If the child cried for more than a day, sometimes the fox’s wife took the cloak from its peg and transformed into a young woman. Her paws became fingers, her brown eyes turned blue. From the door she would glide to wherever the child was and take him in her arms, sing softly, wipe his tears with her thumb. This always calmed him. And once he was asleep, she would remove the cloak, lie down next to her husband, and quietly weep on his shoulder.
“FOR MONTHS,” KAREN SAID, “this sadness afflicted them. They began to feel … helpless. There was nothing to be done. The forest was heavy with snow, the light was flat. The child wanted nothing to do with either of them. He sat cross-legged in a corner, stared at the wall. He walked in small circles in the center of the room.

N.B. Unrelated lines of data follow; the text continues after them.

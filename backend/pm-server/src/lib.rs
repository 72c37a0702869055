pub mod api;
pub mod app_state;
pub mod error;
pub mod health;
pub mod logger;
pub mod routes;
pub mod snapshot_job;

#[cfg(test)]
mod tests;

pub use api::{
    chart_query::{ChartQuery, VelocityQuery},
    charts::{get_burn_down, get_burn_up, get_cumulative_flow, get_velocity, record_snapshot},
    error::ApiError,
    error::Result as ApiResult,
};
pub use app_state::AppState;
pub use error::{Result as ServerErrorResult, ServerError};

pub use crate::routes::build_router;
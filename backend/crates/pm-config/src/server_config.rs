use crate::{ConfigError, ConfigErrorResult, DEFAULT_HOST, DEFAULT_PORT, MIN_PORT};

use serde::Deserialize;

#[derive(Debug, Clone, Deserialize)]
#[serde(default)]
pub struct ServerConfig {
    pub host: String,
    pub port: u16,
}

impl Default for ServerConfig {
    fn default() -> Self {
        Self {
            host: String::from(DEFAULT_HOST),
            port: DEFAULT_PORT,
        }
    }
}

impl ServerConfig {
    pub fn validate(&self) -> ConfigErrorResult<()> {
        if self.port < MIN_PORT {
            return Err(ConfigError::server(format!(
                "server.port must be >= {}, got {}",
                MIN_PORT, self.port
            )));
        }

        if self.host.trim().is_empty() {
            return Err(ConfigError::server("server.host cannot be empty"));
        }

        Ok(())
    }
}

When picked up, he thrashed and screamed. Sometimes he would cry for hours, and the crying would make him vomit. He stopped eating.
“And then one day,” Karen said, “they woke up and the child was gone.” She paused. “They looked everywhere,” she finally said. “They had not left their door open, and the child could not unlatch it. There were no windows left ajar. A child like that could not just disappear, but that seemed to be exactly what had happened. For a week they walked the woods, calling his name. They left the door open at night in the hope that he would return on his own, left food in places around the forest, they begged and cried and prayed, but he didn’t return. Soon a winter storm arrived. The temperature dropped, and the wind picked up, and the forest floor was covered even more deeply with snow. It was the worst storm they’d seen in years. Neither would say it, but they knew all hope of finding the child was lost. Soon, his wife took to their bed and would not leave it. When the fox tried to talk to her, to reassure her, it was like talking to an empty box. She’d gone vacant. When he brought her food, it remained uneaten.”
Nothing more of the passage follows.